The 2019 update reflects an expanded scope, as the archdiocese’s Child Protection and Safe Environment Policy, to emphasize the importance of ensuring safe environments for people of all ages, protecting children from sexual abuse and adults from sexual harassment or abuses of power.

“We do have a very extensive victim assistance program, therapy resources and extensive safe environment training programs,” Chase said. “We take this so seriously that those who are not compliant cannot participate in our schools and other programs. We do this to ensure that child protection is universally implemented and enforced throughout all areas of the archdiocese. “

Chase added that child protection policies not only apply to those working in schools, but to anyone who has contact with children, including those who participate in religious education, CYO activities, parish activities, retreats and any other Church-related activity.

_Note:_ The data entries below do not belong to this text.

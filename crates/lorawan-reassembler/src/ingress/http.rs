// SPDX-License-Identifier: Apache-2.0 OR MIT
// Copyright (c) 2025-2026 naskel.com

//! HTTP endpoint: uplink input, monitoring page and JSON API.
//!
//! | Route              | Method | Purpose                               |
//! |--------------------|--------|---------------------------------------|
//! | `/input`           | POST   | One LNS uplink (dialect JSON body)    |
//! | `/monitor`         | GET    | HTML table of pending fragment sets   |
//! | `/api/v1/pending`  | GET    | Pending fragment sets as JSON         |
//! | `/api/v1/stats`    | GET    | Service counters                      |
//! | `/api/v1/health`   | GET    | Liveness                              |

use crate::monitor;
use crate::pipeline::{Outcome, Pipeline};
use axum::{
    body::Bytes,
    extract::State,
    http::StatusCode,
    response::{Html, IntoResponse, Response},
    routing::{get, post},
    Json, Router,
};
use serde::Serialize;
use serde_json::json;
use std::sync::Arc;
use tower_http::trace::TraceLayer;

/// Shared handler state.
#[derive(Debug)]
pub struct HttpState {
    /// Pipeline fed by `/input`.
    pub pipeline: Arc<Pipeline>,
    /// When false, `/input` answers 404.
    pub input_enabled: bool,
}

/// API error response
#[derive(Debug, Serialize)]
pub struct ApiError {
    pub error: String,
    pub code: u16,
}

impl ApiError {
    fn new(status: StatusCode, error: impl Into<String>) -> Self {
        Self {
            error: error.into(),
            code: status.as_u16(),
        }
    }
}

impl IntoResponse for ApiError {
    fn into_response(self) -> Response {
        let status = StatusCode::from_u16(self.code).unwrap_or(StatusCode::INTERNAL_SERVER_ERROR);
        (status, Json(self)).into_response()
    }
}

/// Build the full router.
pub fn router(state: Arc<HttpState>) -> Router {
    Router::new()
        .merge(input_routes())
        .merge(ui_routes())
        .merge(api_routes())
        .layer(TraceLayer::new_for_http())
        .with_state(state)
}

fn input_routes() -> Router<Arc<HttpState>> {
    Router::new().route("/input", post(input))
}

fn ui_routes() -> Router<Arc<HttpState>> {
    Router::new().route("/monitor", get(monitor_page))
}

fn api_routes() -> Router<Arc<HttpState>> {
    Router::new()
        .route("/api/v1/pending", get(pending))
        .route("/api/v1/stats", get(stats))
        .route("/api/v1/health", get(health))
}

/// POST /input
async fn input(State(state): State<Arc<HttpState>>, body: Bytes) -> Result<Response, ApiError> {
    if !state.input_enabled {
        return Err(ApiError::new(StatusCode::NOT_FOUND, "HTTP input is disabled"));
    }

    let outcome = state.pipeline.handle_raw(&body).await;
    if let Outcome::Rejected(e) = &outcome {
        return Err(ApiError::new(StatusCode::BAD_REQUEST, e.to_string()));
    }

    let body = json!({ "status": "received", "outcome": outcome.label() });
    Ok((StatusCode::OK, Json(body)).into_response())
}

/// GET /monitor
async fn monitor_page(State(state): State<Arc<HttpState>>) -> Html<String> {
    Html(monitor::render(&state.pipeline.store().snapshot()))
}

/// GET /api/v1/pending
async fn pending(State(state): State<Arc<HttpState>>) -> Response {
    Json(state.pipeline.store().snapshot()).into_response()
}

/// GET /api/v1/stats
async fn stats(State(state): State<Arc<HttpState>>) -> Response {
    Json(state.pipeline.stats().snapshot()).into_response()
}

/// GET /api/v1/health
async fn health(State(state): State<Arc<HttpState>>) -> Response {
    Json(json!({
        "status": "ok",
        "version": env!("CARGO_PKG_VERSION"),
        "lns": state.pipeline.dialect(),
        "pending_devices": state.pipeline.store().len(),
    }))
    .into_response()
}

She noted that her office is “100 percent transparent in what we do” and is audited each year. The results of that audit are published annually in the Catholic Standard and online. The archdiocesan Child Protection Advisory Board, she said, “monitors compliance with child protection efforts as well as reviewing reports of historic and current allegations of abuse.”

Chase has headed the Office of Child Protection & Safe Environment for six years. She has two master’s degrees – one in social work and one in business administration. Previously, she was an investigative social worker for the Montgomery County Child Sexual Abuse and Fatality Unit of Child Welfare Services. She also served formerly as director of counseling at Connelly School of the Holy Child in Potomac, Maryland. 

“The phone number for the Office of Child Protection & Safe Environment is 301-853-5328,” Chase said. “Call anytime. Our offices are always available to answer questions and hear concerns. Everybody has the right to have understanding and clarity when it comes to the protection of children and minors in the Archdiocese of Washington.”

(The Archdiocese of Washington makes resources and information about protecting children available online www.adw.org/childprotection. There, parents will find information on the archdiocese’s child protection efforts, safety tips, how to recognize Internet and cyber bullying and other information.)